Short interlude for plot: Viola (Madi Houff) and Sebastian (Samuel Fuhrman), twins, are separated by a terrible storm and shipwreck. Both believe the other is dead but were miraculously rescued. Viola, our heroine, chooses to disguise herself as a boy and to serve the local count, Orsino (Timothy Sheridan). The melancholy count sends Viola to woo the Countess Olivia (Jennifer Wilson), in mourning for her (unseen) brother. Olivia rejects the love pleas of Orsino but manages to fall in love with Viola’s male alter-ego, Cessario. Meanwhile, Sebastian has befriended the sailor Antonio (Mike Herr) and is traveling to the court as well. Mean-meanwhile, Olivia’s uncle, Sir Toby (Robert J. Touhey) engages in a merry prank with his cohorts against Olivia’s Steward, Malvolio (Vaughan Ellerton). Mistaken identity and love quadrangles abound in one of Shakespeare’s most delightful comedies. But back to this production…
One of the best decisions this production made was to have an original composer to put music to the songs in the script. So often the choice is made to replace the songs entirely with contemporary music, but the melodies are beautiful, especially when the full cast is singing. Though this leads to perhaps the most confusing casting decision of the production: Feste’s Assistant (Cathy Fichera). For those familiar with the play, this is an added character, seemingly added to sing all the shows songs instead of Feste (Alan Harbaugh). Feste and his Assistant were presented in this production as an old magician and his assistant, past their primes and slowing down, but continuing doggedly. The decision didn’t seem to add much to the production, though it did explain Ms. Fichera’s presence.
Stand outs in the cast include Mr. Ellerton as the snarly, uptight Malvolio, although he is denied one of the potentially greatest moments in the show when his transformation is not accompanied by a costume change; Ron Ozer as the hapless Sir Andrew Aguecheek; Ms. Wilson as the Countess Olivia. All three had an excellent command of the text and were enjoying themselves on stage. Ms. Houff is right on the edge of greatness in this production, if she would trust the audience to follow her journey without over-exaggerated facial expressions of discomfort as a default. Others made strong choices but denied the very nature of their characters as presented – Count Orsino is the essential melancholy lover (think Romeo longing for Rosalind) but was played with inexplicable giggles of joy, even as he begged for a glut of music to make him vomit out his excess of love.

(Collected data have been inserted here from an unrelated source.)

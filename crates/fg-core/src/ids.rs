//! Typed handles for simulation entities.
//!
//! Foragers live in a dense SoA arena and are never removed, so a
//! `ForagerId` is a direct index.  Signal sources come and go every tick;
//! `SignalId`s are allocated monotonically and never reused within a run,
//! which keeps a stale handle from silently addressing a newer source.

use std::fmt;

/// Generate a typed handle around a `u32`.
macro_rules! typed_id {
    ($(#[$attr:meta])* $vis:vis struct $name:ident;) => {
        $(#[$attr])*
        #[derive(Copy, Clone, PartialEq, Eq, Hash, PartialOrd, Ord, Debug)]
        #[cfg_attr(feature = "serde", derive(serde::Serialize, serde::Deserialize))]
        $vis struct $name(pub u32);

        impl $name {
            /// Cast to `usize` for direct use as a `Vec` index.
            #[inline(always)]
            pub fn index(self) -> usize {
                self.0 as usize
            }

            /// The handle following `self` in allocation order.
            #[inline]
            pub fn next(self) -> $name {
                $name(self.0 + 1)
            }
        }

        impl fmt::Display for $name {
            fn fmt(&self, f: &mut fmt::Formatter<'_>) -> fmt::Result {
                write!(f, "{}({})", stringify!($name), self.0)
            }
        }

        impl From<$name> for usize {
            #[inline(always)]
            fn from(id: $name) -> usize {
                id.0 as usize
            }
        }

        impl TryFrom<usize> for $name {
            type Error = std::num::TryFromIntError;
            fn try_from(n: usize) -> Result<$name, Self::Error> {
                u32::try_from(n).map($name)
            }
        }
    };
}

typed_id! {
    /// Index of a forager in `ForagerStore`.
    pub struct ForagerId;
}

typed_id! {
    /// Handle of a signal source in `SignalField`.
    pub struct SignalId;
}
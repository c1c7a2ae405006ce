//! Plain-data views of simulation state handed to observers.

use fg_core::Tick;

/// One row of the per-step agent table.
///
/// Foragers carry ids `0..n`; signal sources carry `n + signal_id` so ids
/// never collide within a step.
#[derive(Copy, Clone, Debug, PartialEq)]
pub struct AgentSnapshot {
    pub id:              u32,
    pub x:               f64,
    pub y:               f64,
    pub vx:              f64,
    pub vy:              f64,
    /// `true` for foragers, `false` for signal sources.
    pub is_worm:         bool,
    pub social:          bool,
    pub strain_specific: bool,
    /// Signal polarity; always `false` for foragers.
    pub attractive:      bool,
    /// Active radius of a signal, sensing range of a forager.
    pub range:           f64,
}

impl AgentSnapshot {
    #[inline]
    pub fn is_signal(&self) -> bool {
        !self.is_worm
    }
}

/// Aggregate numbers for one completed tick.
#[derive(Copy, Clone, Debug, Default, PartialEq, Eq)]
pub struct TickSummary {
    pub tick:          Tick,
    /// Entities that took a turn this tick.
    pub activated:     usize,
    /// Foragers that changed position.
    pub moved:         usize,
    pub signals_live:  usize,
    pub emitted:       usize,
    pub removed:       usize,
    pub food_consumed: u64,
    pub total_food:    u64,
}
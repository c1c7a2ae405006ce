//! `fg-schedule`: per-tick random activation.
//!
//! # Crate layout
//!
//! | Module         | Contents                                                   |
//! |----------------|------------------------------------------------------------|
//! | [`activation`] | `ActivationSchedule<K>`: live set + shuffled snapshots     |
//! | [`entity`]     | `Entity`: forager or signal handle                         |
//!
//! # Tick model
//!
//! ```text
//! order    = snapshot of live entities (insertion order)
//! shuffle(order) with the simulation RNG
//! for k in order:
//!     if k was removed earlier this tick → skip
//!     step k           (may add or remove entities)
//! ```
//!
//! Entities added mid-tick are not in the snapshot and first act on the
//! next tick.  Removals take effect at once: a removed entity that has not
//! yet acted this tick is skipped.
//!
//! # Feature flags
//!
//! | Flag      | Effect                                          |
//! |-----------|-------------------------------------------------|
//! | `fx-hash` | FxHash for the membership set.                  |
//! | `serde`   | Derives `Serialize`/`Deserialize` on `Entity`.  |

pub mod activation;
pub mod entity;


pub use activation::ActivationSchedule;
pub use entity::Entity;
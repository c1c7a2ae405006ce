//! Unit tests for fg-signal.

use fg_core::Point;
use fg_spatial::Torus;

use crate::{Polarity, SignalField, SignalParams};

// ── Helpers ───────────────────────────────────────────────────────────────────

fn field(size: f64) -> SignalField {
    SignalField::new(Torus::new(size).unwrap())
}

// ── Diffusion math ────────────────────────────────────────────────────────────

#[cfg(test)]
mod math {
    use crate::{active_radius_sq, concentration};

    use super::*;

    #[test]
    fn radius_is_where_concentration_hits_threshold() {
        let p = SignalParams::default();
        for t in [1, 10, 50, 120] {
            let r2 = active_radius_sq(&p, t).expect("alive");
            let c = concentration(&p, r2, t);
            assert!((c - p.threshold).abs() < 1e-9, "t={t} c={c}");
            assert!(concentration(&p, r2 * 0.9, t) > p.threshold);
        }
    }

    #[test]
    fn degenerate_inputs_are_below_threshold() {
        let zero_d = SignalParams { diffusion: 0.0, ..SignalParams::default() };
        assert!(active_radius_sq(&zero_d, 5).is_none());
        assert_eq!(concentration(&zero_d, 0.0, 5), f64::NEG_INFINITY);
        assert!(active_radius_sq(&SignalParams::default(), 0).is_none());

        // Q so small the log argument exceeds one at birth.
        let faint = SignalParams { emission: 1e-6, ..SignalParams::default() };
        assert!(active_radius_sq(&faint, 1).is_none());
    }

    #[test]
    fn validation_names_the_parameter() {
        let bad = SignalParams { decay: -1.0, ..SignalParams::default() };
        assert_eq!(bad.validate().unwrap_err().param(), Some("signal.decay"));
        let bad = SignalParams { emission: 0.0, ..SignalParams::default() };
        assert_eq!(bad.validate().unwrap_err().param(), Some("signal.emission"));
        assert!(SignalParams::default().validate().is_ok());
    }
}

// ── Source lifecycle ──────────────────────────────────────────────────────────

#[cfg(test)]
mod lifecycle {
    use super::*;

    #[test]
    fn fresh_source_is_visible_at_its_position() {
        let mut f = field(100.0);
        let id = f.emit(Point::new(10.0, 10.0), Polarity::Attractive, SignalParams::default()).unwrap();
        let s = f.get(id).unwrap();
        assert_eq!(s.age, 1);
        assert!(s.active_radius() > 0.0);
        let seen = f.sample(Point::new(10.0, 10.0));
        assert_eq!(seen.len(), 1);
        assert_eq!(seen[0].id, id);
        assert_eq!(seen[0].r2, 0.0);
    }

    #[test]
    fn peak_never_increases_and_source_eventually_dies() {
        let mut f = field(100.0);
        let id = f.emit(Point::new(50.0, 50.0), Polarity::Repulsive, SignalParams::default()).unwrap();
        let mut last_peak = f.get(id).unwrap().peak();
        let mut ticks = 0;
        while f.step_source(id) {
            let peak = f.get(id).unwrap().peak();
            assert!(peak <= last_peak);
            last_peak = peak;
            ticks += 1;
            assert!(ticks < 10_000, "source never removed");
        }
        assert!(f.get(id).is_none());
        assert!(f.is_empty());
        assert!(!f.step_source(id));
    }

    #[test]
    fn emit_below_threshold_stores_nothing() {
        let mut f = field(100.0);
        let faint = SignalParams { emission: 1e-6, ..SignalParams::default() };
        assert!(f.emit(Point::new(1.0, 1.0), Polarity::Attractive, faint).is_none());
        assert!(f.is_empty());
    }

    #[test]
    fn step_all_counts_removals() {
        let mut f = field(100.0);
        let short = SignalParams { decay: 5.0, ..SignalParams::default() };
        f.emit(Point::new(1.0, 1.0), Polarity::Attractive, short).unwrap();
        f.emit(Point::new(2.0, 2.0), Polarity::Attractive, SignalParams::default()).unwrap();
        let mut removed = 0;
        for _ in 0..10 {
            removed += f.step_all();
        }
        assert_eq!(removed, 1);
        assert_eq!(f.len(), 1);
    }

    #[test]
    fn emit_wraps_position() {
        let mut f = field(10.0);
        let id = f.emit(Point::new(12.0, -1.0), Polarity::Attractive, SignalParams::default()).unwrap();
        assert_eq!(f.get(id).unwrap().position, Point::new(2.0, 9.0));
    }
}

// ── Sampling and centroid ─────────────────────────────────────────────────────

#[cfg(test)]
mod sampling {
    use super::*;

    #[test]
    fn sample_respects_active_radius_and_range() {
        let mut f = field(500.0);
        let id = f.emit(Point::new(100.0, 100.0), Polarity::Attractive, SignalParams::default()).unwrap();
        let r = f.get(id).unwrap().active_radius();
        assert_eq!(f.sample(Point::new(100.0 + r * 0.5, 100.0)).len(), 1);
        assert!(f.sample(Point::new(100.0 + r * 1.5, 100.0)).is_empty());
        assert!(f.sample_within(Point::new(100.0 + r * 0.5, 100.0), r * 0.25).is_empty());
    }

    #[test]
    fn centroid_unwinds_across_the_seam() {
        let mut f = field(100.0);
        f.emit(Point::new(99.0, 50.0), Polarity::Attractive, SignalParams::default()).unwrap();
        f.emit(Point::new(1.0, 50.0), Polarity::Attractive, SignalParams::default()).unwrap();
        let c = f.centroid_at(Point::new(0.0, 50.0), Polarity::Attractive).unwrap();
        // Equal weights either side of x = 0; a naive average would give 50.
        assert!(c.x.abs() < 1e-9, "centroid x = {}", c.x);
        assert!((c.y - 50.0).abs() < 1e-9);
    }

    #[test]
    fn centroid_filters_polarity() {
        let mut f = field(100.0);
        f.emit(Point::new(10.0, 10.0), Polarity::Repulsive, SignalParams::default()).unwrap();
        assert!(f.centroid_at(Point::new(10.0, 10.0), Polarity::Attractive).is_none());
        let c = f.centroid_at(Point::new(11.0, 10.0), Polarity::Repulsive).unwrap();
        assert!((c.x - 10.0).abs() < 1e-9);
    }

    #[test]
    fn centroid_is_weighted_toward_stronger_source() {
        let mut f = field(200.0);
        f.emit(Point::new(50.0, 50.0), Polarity::Attractive, SignalParams::default()).unwrap();
        let strong = SignalParams { emission: 400.0, ..SignalParams::default() };
        f.emit(Point::new(54.0, 50.0), Polarity::Attractive, strong).unwrap();
        let c = f.centroid_at(Point::new(52.0, 50.0), Polarity::Attractive).unwrap();
        assert!(c.x > 52.0);
    }
}
// Copyright 2024 The ChromiumOS Authors
// Use of this source code is governed by a BSD-style license that can be
// found in the LICENSE file.

//! Hosted-C surface for a freestanding kernel.
//!
//! Freestanding kernels don't have the C library, but a TLS library
//! compiled against a hosted environment still references libc symbols:
//! the heap family, the string/memory family, wall-clock time, and
//! formatted output. This crate provides those symbols, backed by the
//! kernel's own primitives — its `#[global_allocator]` for the heap and a
//! registered wall-clock source for time. The formatted-output entry
//! points deliberately produce no text at all; see the `printf` module
//! for the contract.
//!
//! Functions are exported with `extern "C"` and do not need to be
//! directly referenced. The symbols are only exported on freestanding
//! targets to avoid conflicting with the malloc/free/etc. provided by the
//! C stdlib in other environments (such as `cargo test` on the host). To
//! ensure this crate is linked use `extern crate`, for example
//! `extern crate cshim as _;`[1]
//!
//! [1]: https://doc.rust-lang.org/reference/items/extern-crates.html#extern-crate-declarations

// Turn off std, except when running tests.
#![cfg_attr(not(test), no_std)]
#![feature(c_variadic)]

extern crate alloc;

pub mod malloc;
pub mod printf;
pub mod string;
pub mod stubs;
pub mod time;
pub mod types;

pub use time::{set_clock_source, ClockFn};
// Copyright 2024 The ChromiumOS Authors
// Use of this source code is governed by a BSD-style license that can be
// found in the LICENSE file.

//! Do-nothing formatted output.
//!
//! The kernel has no console the TLS library may write to, so the
//! `printf` family is stubbed out: no text is ever produced and the
//! format string and arguments are never read. The one behavioral
//! obligation is buffer safety: a caller that hands in a buffer gets a
//! valid empty string back, and a caller that hands in no usable buffer
//! (null pointer, or zero capacity) gets no write at all. Every entry
//! point reports that zero characters would have been written, which
//! also keeps `ret < capacity` truncation checks truthful.

use core::ffi::{c_char, c_int, VaList};

/// Number of characters every stub reports as written.
pub const NOTHING_WRITTEN: c_int = 0;

/// Shared body of the `snprintf`-style stubs: store an empty string in
/// the caller's buffer when there is one.
///
/// A zero `n` means the buffer may not be dereferenced at all — a
/// zero-capacity buffer is allowed to be a dangling or one-past-the-end
/// pointer. A null `s` is never written through regardless of `n`.
///
/// # Safety
///
/// If `s` is non-null and `n` is non-zero, `s` must be valid for writing
/// one byte.
pub unsafe fn store_empty_string(s: *mut c_char, n: usize) -> c_int {
    if !s.is_null() && n > 0 {
        *s = 0;
    }
    NOTHING_WRITTEN
}

#[cfg_attr(target_os = "none", no_mangle)]
pub unsafe extern "C" fn printf(_format: *const c_char, mut _args: ...) -> c_int {
    NOTHING_WRITTEN
}

#[cfg_attr(target_os = "none", no_mangle)]
pub unsafe extern "C" fn snprintf(
    s: *mut c_char,
    n: usize,
    _format: *const c_char,
    mut _args: ...
) -> c_int {
    store_empty_string(s, n)
}

#[cfg_attr(target_os = "none", no_mangle)]
pub unsafe extern "C" fn vsnprintf(
    s: *mut c_char,
    n: usize,
    _format: *const c_char,
    _args: VaList,
) -> c_int {
    store_empty_string(s, n)
}

#[cfg(test)]
mod tests {
    use super::*;
    use core::ptr;
    use std::ffi::CString;

    unsafe extern "C" fn call_vsnprintf(
        s: *mut c_char,
        n: usize,
        format: *const c_char,
        args: ...
    ) -> c_int {
        vsnprintf(s, n, format, args)
    }

    #[test]
    fn test_printf_writes_nothing_and_returns_zero() {
        let fmt = CString::new("%s %d").unwrap();
        unsafe {
            assert_eq!(printf(fmt.as_ptr()), 0);
            assert_eq!(printf(fmt.as_ptr(), 1, 2, 3), 0);
            assert_eq!(printf(ptr::null()), 0);
        }
    }

    #[test]
    fn test_snprintf_stores_empty_string() {
        let fmt = CString::new("%d").unwrap();
        let mut buf = [0x41 as c_char; 10];
        unsafe {
            assert_eq!(snprintf(buf.as_mut_ptr(), 10, fmt.as_ptr(), 42), 0);
        }
        assert_eq!(buf[0], 0);
        // Only the first byte is written.
        assert_eq!(&buf[1..], [0x41 as c_char; 9]);
    }

    #[test]
    fn test_snprintf_null_buffer() {
        let fmt = CString::new("ignored").unwrap();
        unsafe {
            assert_eq!(snprintf(ptr::null_mut(), 10, fmt.as_ptr()), 0);
        }
    }

    #[test]
    fn test_snprintf_zero_capacity() {
        let fmt = CString::new("ignored").unwrap();
        let mut buf = [0x41 as c_char; 4];
        unsafe {
            assert_eq!(snprintf(buf.as_mut_ptr(), 0, fmt.as_ptr()), 0);
        }
        assert_eq!(buf, [0x41 as c_char; 4]);
    }

    #[test]
    fn test_snprintf_zero_capacity_one_past_end() {
        let fmt = CString::new("ignored").unwrap();
        let mut buf = [0u8; 4];
        // A one-past-the-end pointer is a legal zero-capacity buffer and
        // must not be dereferenced.
        let end = unsafe { buf.as_mut_ptr().add(buf.len()) };
        unsafe {
            assert_eq!(snprintf(end.cast(), 0, fmt.as_ptr()), 0);
        }
    }

    #[test]
    fn test_vsnprintf_matches_snprintf() {
        let fmt = CString::new("%d %s").unwrap();
        let mut buf = [0x41 as c_char; 5];
        unsafe {
            assert_eq!(
                call_vsnprintf(buf.as_mut_ptr(), 5, fmt.as_ptr(), 7, 8, 9),
                0
            );
        }
        assert_eq!(buf[0], 0);
        assert_eq!(&buf[1..], [0x41 as c_char; 4]);

        unsafe {
            assert_eq!(call_vsnprintf(ptr::null_mut(), 5, fmt.as_ptr()), 0);
        }
    }
}
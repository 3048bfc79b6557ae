// Copyright 2024 The ChromiumOS Authors
// Use of this source code is governed by a BSD-style license that can be
// found in the LICENSE file.

//! Heap hooks.

use core::ffi::c_void;

// The C heap entry points the hooks delegate to. On the freestanding
// target these are defined by `cshim`; under `cargo test` the host C
// library provides them.
extern "C" {
    fn calloc(n: usize, size: usize) -> *mut c_void;
    fn free(ptr: *mut c_void);
}

/// Allocation hook used for every heap allocation the TLS library makes.
/// Zero-initialized, per the calloc contract the library relies on.
#[no_mangle]
unsafe extern "C" fn mbedtls_platform_calloc(n: usize, size: usize) -> *mut c_void {
    calloc(n, size)
}

/// Release hook for memory from `mbedtls_platform_calloc`.
#[no_mangle]
unsafe extern "C" fn mbedtls_platform_free(ptr: *mut c_void) {
    free(ptr);
}
// Copyright 2024 The ChromiumOS Authors
// Use of this source code is governed by a BSD-style license that can be
// found in the LICENSE file.

//! C scalar and calendar types the TLS library's headers expect from a
//! hosted environment. The aliases use `cty` names, matching the prefix
//! the generated C bindings use.

#![allow(non_camel_case_types)]

/// Seconds since the Unix epoch (C `long long`).
pub type time_t = cty::c_longlong;

/// Processor tick count (C `long`). Declared for header parity only; no
/// operation in this crate produces one.
pub type clock_t = cty::c_long;

/// Broken-down calendar time, field-compatible with C `struct tm`.
#[repr(C)]
#[derive(Clone, Copy, Debug, Eq, PartialEq)]
pub struct tm {
    pub tm_sec: cty::c_int,
    pub tm_min: cty::c_int,
    pub tm_hour: cty::c_int,
    /// Day of the month, 1-31.
    pub tm_mday: cty::c_int,
    /// Month, 0-11.
    pub tm_mon: cty::c_int,
    /// Years since 1900.
    pub tm_year: cty::c_int,
    /// Day of the week, 0-6, Sunday is 0.
    pub tm_wday: cty::c_int,
    /// Day of the year, 0-365.
    pub tm_yday: cty::c_int,
    pub tm_isdst: cty::c_int,
}

impl tm {
    /// All-zero value used to initialize static slots before the first
    /// conversion overwrites them.
    pub const fn zeroed() -> tm {
        tm {
            tm_sec: 0,
            tm_min: 0,
            tm_hour: 0,
            tm_mday: 0,
            tm_mon: 0,
            tm_year: 0,
            tm_wday: 0,
            tm_yday: 0,
            tm_isdst: 0,
        }
    }
}
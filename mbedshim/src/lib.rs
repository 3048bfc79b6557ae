// Copyright 2024 The ChromiumOS Authors
// Use of this source code is governed by a BSD-style license that can be
// found in the LICENSE file.

//! mbedtls platform hooks for a freestanding kernel.
//!
//! mbedtls built for a platform without a C library routes its heap,
//! diagnostic output, time, and entropy needs through `mbedtls_*` hook
//! symbols. This crate provides those symbols: the heap hooks delegate to
//! the C heap entry points (defined by the `cshim` crate on the
//! freestanding target, and by the host C library under `cargo test`),
//! the formatted-output hooks are do-nothing stubs, and the time and
//! entropy hooks read the sources the kernel registers.
//!
//! The hook functions are exported with `extern "C"` and do not need to
//! be directly referenced. To ensure this crate is linked use
//! `extern crate`, for example `extern crate mbedshim as _;`

// Turn off std, except when running tests.
#![cfg_attr(not(test), no_std)]
#![feature(c_variadic)]

mod entropy;
mod platform;
mod printf;
mod time;

pub use entropy::{set_entropy_source, EntropyFn};
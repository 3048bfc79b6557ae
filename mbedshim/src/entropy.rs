// Copyright 2024 The ChromiumOS Authors
// Use of this source code is governed by a BSD-style license that can be
// found in the LICENSE file.

//! Entropy hook backed by the kernel RNG.

use core::ffi::{c_int, c_void};
use core::mem;
use core::ptr;
use core::slice;
use core::sync::atomic::{AtomicBool, AtomicPtr, Ordering};
use log::{info, warn};

/// Kernel entropy source: fills the slice with random bytes.
pub type EntropyFn = fn(&mut [u8]);

/// MBEDTLS_ERR_ENTROPY_SOURCE_FAILED.
const ERR_ENTROPY_SOURCE_FAILED: c_int = -0x003C;

/// Registered entropy source; null means no source yet.
static ENTROPY: AtomicPtr<()> = AtomicPtr::new(ptr::null_mut());

static MISSING_ENTROPY_WARNED: AtomicBool = AtomicBool::new(false);

/// Register the kernel's entropy source. Must happen before the TLS
/// library seeds its DRBG.
pub fn set_entropy_source(source: EntropyFn) {
    ENTROPY.store(source as usize as *mut (), Ordering::Relaxed);
    info!("entropy source registered");
}

/// Entropy-gathering hook.
///
/// Fails the poll rather than handing back predictable bytes when the
/// kernel has not registered a source.
#[no_mangle]
unsafe extern "C" fn mbedtls_hardware_poll(
    _data: *mut c_void,
    output: *mut u8,
    len: usize,
    olen: *mut usize,
) -> c_int {
    let f = ENTROPY.load(Ordering::Relaxed);
    if f.is_null() {
        if !MISSING_ENTROPY_WARNED.swap(true, Ordering::Relaxed) {
            warn!("entropy requested before a source was registered");
        }
        return ERR_ENTROPY_SOURCE_FAILED;
    }
    if output.is_null() {
        return ERR_ENTROPY_SOURCE_FAILED;
    }

    // SAFETY: the pointer was stored from an `EntropyFn` in
    // `set_entropy_source` and is never stored from anywhere else.
    let f: EntropyFn = unsafe { mem::transmute(f) };
    f(slice::from_raw_parts_mut(output, len));

    if !olen.is_null() {
        *olen = len;
    }
    0
}

#[cfg(test)]
mod tests {
    use super::*;

    fn patterned_source(out: &mut [u8]) {
        for (i, byte) in out.iter_mut().enumerate() {
            *byte = i as u8 ^ 0x5a;
        }
    }

    // A single test covers both sides of registration, since the entropy
    // source is process-global.
    #[test]
    fn test_hardware_poll() {
        let mut buf = [0u8; 32];
        let mut olen = 0usize;

        unsafe {
            assert_eq!(
                mbedtls_hardware_poll(
                    ptr::null_mut(),
                    buf.as_mut_ptr(),
                    buf.len(),
                    &mut olen,
                ),
                ERR_ENTROPY_SOURCE_FAILED
            );
        }

        set_entropy_source(patterned_source);

        unsafe {
            assert_eq!(
                mbedtls_hardware_poll(
                    ptr::null_mut(),
                    buf.as_mut_ptr(),
                    buf.len(),
                    &mut olen,
                ),
                0
            );
        }
        assert_eq!(olen, 32);
        for (i, byte) in buf.iter().enumerate() {
            assert_eq!(*byte, i as u8 ^ 0x5a);
        }

        unsafe {
            assert_eq!(
                mbedtls_hardware_poll(ptr::null_mut(), ptr::null_mut(), 8, &mut olen),
                ERR_ENTROPY_SOURCE_FAILED
            );
        }
    }
}
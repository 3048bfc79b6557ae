// Copyright 2024 The ChromiumOS Authors
// Use of this source code is governed by a BSD-style license that can be
// found in the LICENSE file.

//! Time hooks.

use core::ptr;
use cshim::time::{fill_broken_down_utc, now};
use cshim::types::{time_t, tm};

/// Platform time hook. Reads the wall-clock source the kernel registered
/// with `cshim::set_clock_source`.
#[no_mangle]
unsafe extern "C" fn mbedtls_time(tp: *mut time_t) -> time_t {
    let secs = now();
    if !tp.is_null() {
        *tp = secs;
    }
    secs
}

/// Reentrant conversion to broken-down UTC, into a caller-supplied `tm`.
#[no_mangle]
unsafe extern "C" fn mbedtls_platform_gmtime_r(
    tt: *const time_t,
    tp: *mut tm,
) -> *mut tm {
    if tt.is_null() || tp.is_null() {
        return ptr::null_mut();
    }
    fill_broken_down_utc(*tt, tp)
}

#[cfg(test)]
mod tests {
    use super::*;

    fn fixed_clock() -> time_t {
        1_000_000_000
    }

    // A single test covers both sides of registration, since the clock
    // source is process-global.
    #[test]
    fn test_time_hook() {
        unsafe {
            assert_eq!(mbedtls_time(ptr::null_mut()), 0);
        }

        cshim::set_clock_source(fixed_clock);

        let mut out: time_t = 0;
        unsafe {
            assert_eq!(mbedtls_time(&mut out), 1_000_000_000);
        }
        assert_eq!(out, 1_000_000_000);
    }

    #[test]
    fn test_gmtime_r() {
        let secs: time_t = 1_000_000_000;
        let mut out = tm::zeroed();
        unsafe {
            let ret = mbedtls_platform_gmtime_r(&secs, &mut out);
            assert_eq!(ret, &mut out as *mut tm);
        }
        // 2001-09-09 01:46:40 UTC.
        assert_eq!(out.tm_year, 101);
        assert_eq!(out.tm_mon, 8);
        assert_eq!(out.tm_mday, 9);
        assert_eq!(out.tm_hour, 1);
        assert_eq!(out.tm_min, 46);
        assert_eq!(out.tm_sec, 40);
    }

    #[test]
    fn test_gmtime_r_rejects_null_and_out_of_range() {
        let secs: time_t = 0;
        let mut out = tm::zeroed();
        unsafe {
            assert!(mbedtls_platform_gmtime_r(ptr::null(), &mut out).is_null());
            assert!(mbedtls_platform_gmtime_r(&secs, ptr::null_mut()).is_null());

            let far = time_t::MAX;
            assert!(mbedtls_platform_gmtime_r(&far, &mut out).is_null());
        }
    }
}
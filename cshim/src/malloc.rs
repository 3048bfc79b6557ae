// Copyright 2024 The ChromiumOS Authors
// Use of this source code is governed by a BSD-style license that can be
// found in the LICENSE file.

//! C heap entry points backed by the kernel's global allocator.
//!
//! C callers don't pass a layout to `free`, so each allocation stores an
//! `AllocInfo` header immediately before the pointer handed out, and
//! `free`/`realloc` read it back to recover the original allocation.

use alloc::alloc::{
    alloc as underlying_alloc, dealloc as underlying_dealloc, Layout,
};
use core::cmp::min;
use core::ffi::c_void;
use core::mem::size_of;
use core::ptr;

/// Alignment of every C allocation. Sufficient for any scalar type the
/// TLS library places in heap memory on the supported targets.
const MALLOC_ALIGN: usize = 8;

#[derive(Copy, Clone)]
struct AllocInfo {
    /// Layout of the whole allocation (header plus payload).
    layout: Layout,

    /// Base pointer returned by the underlying allocator.
    ptr: *mut u8,
}

unsafe fn wrapped_alloc(payload: Layout) -> *mut u8 {
    // Compute a layout sufficient to store `AllocInfo` immediately
    // before the payload.
    let header = Layout::new::<AllocInfo>();
    let (to_request, offset) = match header.extend(payload) {
        Ok(extended) => extended,
        Err(_) => return ptr::null_mut(),
    };

    let base = underlying_alloc(to_request);
    if base.is_null() {
        return base;
    }

    let result = base.add(offset);
    // Write `AllocInfo` immediately prior to the pointer handed out, so
    // `free` always knows what to pass back to the underlying allocator.
    // `write_unaligned` is used, so the header slot needs no alignment of
    // its own.
    result
        .sub(size_of::<AllocInfo>())
        .cast::<AllocInfo>()
        .write_unaligned(AllocInfo {
            layout: to_request,
            ptr: base,
        });
    result
}

/// Read back the header written by `wrapped_alloc`.
unsafe fn alloc_info(ptr: *mut u8) -> AllocInfo {
    ptr.sub(size_of::<AllocInfo>())
        .cast::<AllocInfo>()
        .read_unaligned()
}

/// Payload capacity of the allocation `ptr` was handed out from.
unsafe fn payload_len(ptr: *mut u8) -> usize {
    let info = alloc_info(ptr);
    info.layout.size() - (ptr as usize - info.ptr as usize)
}

#[cfg_attr(target_os = "none", no_mangle)]
pub unsafe extern "C" fn malloc(size: usize) -> *mut c_void {
    // Zero-size requests return null rather than a unique pointer.
    if size == 0 {
        return ptr::null_mut();
    }
    let layout = match Layout::from_size_align(size, MALLOC_ALIGN) {
        Ok(layout) => layout,
        Err(_) => return ptr::null_mut(),
    };
    wrapped_alloc(layout).cast()
}

#[cfg_attr(target_os = "none", no_mangle)]
pub unsafe extern "C" fn calloc(n: usize, size: usize) -> *mut c_void {
    let bytes = match n.checked_mul(size) {
        Some(0) | None => return ptr::null_mut(),
        Some(bytes) => bytes,
    };
    let ptr = malloc(bytes);
    if !ptr.is_null() {
        ptr.cast::<u8>().write_bytes(0, bytes);
    }
    ptr
}

#[cfg_attr(target_os = "none", no_mangle)]
pub unsafe extern "C" fn free(ptr: *mut c_void) {
    if ptr.is_null() {
        return;
    }
    let info = alloc_info(ptr.cast());
    underlying_dealloc(info.ptr, info.layout);
}

#[cfg_attr(target_os = "none", no_mangle)]
pub unsafe extern "C" fn realloc(ptr: *mut c_void, size: usize) -> *mut c_void {
    if ptr.is_null() {
        return malloc(size);
    }
    if size == 0 {
        free(ptr);
        return ptr::null_mut();
    }

    let new = malloc(size);
    if new.is_null() {
        // The original allocation is left untouched on failure.
        return ptr::null_mut();
    }

    let keep = min(payload_len(ptr.cast()), size);
    ptr::copy_nonoverlapping(ptr.cast::<u8>(), new.cast::<u8>(), keep);
    free(ptr);
    new
}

Much of the humor in the 4th and 5th acts comes from Viola and Sebastian being mistaken for each other, which made the decision for Sebastian to have a beard particularly confusing. Though acknowledged by actors onstage, this seems to deny the essential nature of the play itself. Listening to audience members around me, I could hear much confusion in the seats around me. The program did not even identify them as twins – essential information!
When it gets right down to it, this production had the potential for greatness – an excellent script, a talented cast, good music. However, there seemed to be a profound fear in approaching the script – actors were much more worried about saying their lines correctly (important, but it shouldn’t be a worry on opening night) than finding the joy in the script, having fun onstage, and loving the performance. Indeed, the moments where actors settled down most were augmentations to the script, not the Shakespeare itself.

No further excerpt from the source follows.